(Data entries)
=======

//! # StrataDB Configuration Module
//!
//! This module holds everything the engine is told once at startup: the
//! directory layout, the default environment, and the tuning knobs. Nothing
//! in the core reads process globals; a validated [`Config`] value is built
//! here and threaded through explicitly.
//!
//! ## Directory Rules
//!
//! The buffer and database directories must be distinct and neither may be
//! an ancestor of the other. A shared or nested layout would let transport
//! truncation and block sealing race over the same files, so the rule is
//! enforced before the engine touches disk.
//!
//! ## Environments
//!
//! An environment is a named, isolated buffer + database pair. Environment
//! names are sanitized to `[A-Za-z0-9_]`; an empty sanitized name falls back
//! to the configured default, which must itself survive sanitization or
//! [`Config::validate`] fails.
//!
//! ## Module Organization
//!
//! - [`constants`]: numeric configuration values with dependency notes
//! - [`environment`]: environment name sanitization

pub mod constants;
pub mod environment;

pub use constants::*;
pub use environment::sanitize;

use std::path::{Path, PathBuf};

use eyre::{ensure, Result};

/// Startup configuration for an engine.
#[derive(Debug, Clone)]
pub struct Config {
    pub buffer_dir: PathBuf,
    pub database_dir: PathBuf,
    pub default_environment: String,
    pub transport_batch_size: usize,
    pub block_seal_threshold: usize,
}

impl Config {
    pub fn new<B: AsRef<Path>, D: AsRef<Path>>(buffer_dir: B, database_dir: D) -> Self {
        Self {
            buffer_dir: buffer_dir.as_ref().to_path_buf(),
            database_dir: database_dir.as_ref().to_path_buf(),
            default_environment: "default".to_string(),
            transport_batch_size: TRANSPORT_BATCH_SIZE,
            block_seal_threshold: BLOCK_SEAL_THRESHOLD,
        }
    }

    pub fn with_default_environment<S: Into<String>>(mut self, environment: S) -> Self {
        self.default_environment = environment.into();
        self
    }

    pub fn with_transport_batch_size(mut self, size: usize) -> Self {
        self.transport_batch_size = size;
        self
    }

    pub fn with_block_seal_threshold(mut self, threshold: usize) -> Self {
        self.block_seal_threshold = threshold;
        self
    }

    /// Checks the directory layout and the default environment.
    ///
    /// The comparison is textual over normalized components rather than
    /// canonicalized paths: the directories usually do not exist yet at
    /// validation time.
    pub fn validate(&self) -> Result<()> {
        ensure!(
            self.buffer_dir != self.database_dir,
            "configuration error: buffer directory and database directory must be distinct \
             (both are '{}')",
            self.buffer_dir.display()
        );
        ensure!(
            !is_ancestor(&self.buffer_dir, &self.database_dir)
                && !is_ancestor(&self.database_dir, &self.buffer_dir),
            "configuration error: buffer directory '{}' and database directory '{}' must not \
             nest inside one another",
            self.buffer_dir.display(),
            self.database_dir.display()
        );
        ensure!(
            !environment::strip(&self.default_environment).is_empty(),
            "configuration error: default environment '{}' sanitizes to an empty string",
            self.default_environment
        );
        ensure!(
            self.transport_batch_size > 0,
            "configuration error: transport batch size must be positive"
        );
        ensure!(
            self.block_seal_threshold > 0,
            "configuration error: block seal threshold must be positive"
        );
        Ok(())
    }

    /// Resolves `environment` against this config's default and returns the
    /// per-environment buffer and database roots.
    pub fn environment_dirs(&self, environment: &str) -> Result<(PathBuf, PathBuf)> {
        self.validate()?;
        let env = environment::sanitize_with_default(environment, &self.default_environment);
        Ok((self.buffer_dir.join(&env), self.database_dir.join(&env)))
    }
}

fn is_ancestor(candidate: &Path, of: &Path) -> bool {
    of.ancestors().any(|a| a == candidate)
}

#[cfg(test)]
mod tests {
    use super::*;

    #[test]
    fn distinct_sibling_directories_validate() {
        let config = Config::new("/tmp/strata/buffer", "/tmp/strata/database");
        assert!(config.validate().is_ok());
    }

    #[test]
    fn identical_directories_are_rejected() {
        let config = Config::new("/tmp/strata/data", "/tmp/strata/data");
        assert!(config.validate().is_err());
    }

    #[test]
    fn nested_directories_are_rejected() {
        let config = Config::new("/tmp/strata", "/tmp/strata/database");
        assert!(config.validate().is_err());
        let config = Config::new("/tmp/strata/buffer", "/tmp/strata");
        assert!(config.validate().is_err());
    }

    #[test]
    fn unsanitizable_default_environment_is_rejected() {
        let config =
            Config::new("/tmp/strata/buffer", "/tmp/strata/database").with_default_environment("$$");
        assert!(config.validate().is_err());
    }
}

=======

--- TASK REQUIREMENTS ---
Your answer should be the number of lines in the records that contain the word "sanitization", with nothing added.

--- ANSWER SPACE ---
2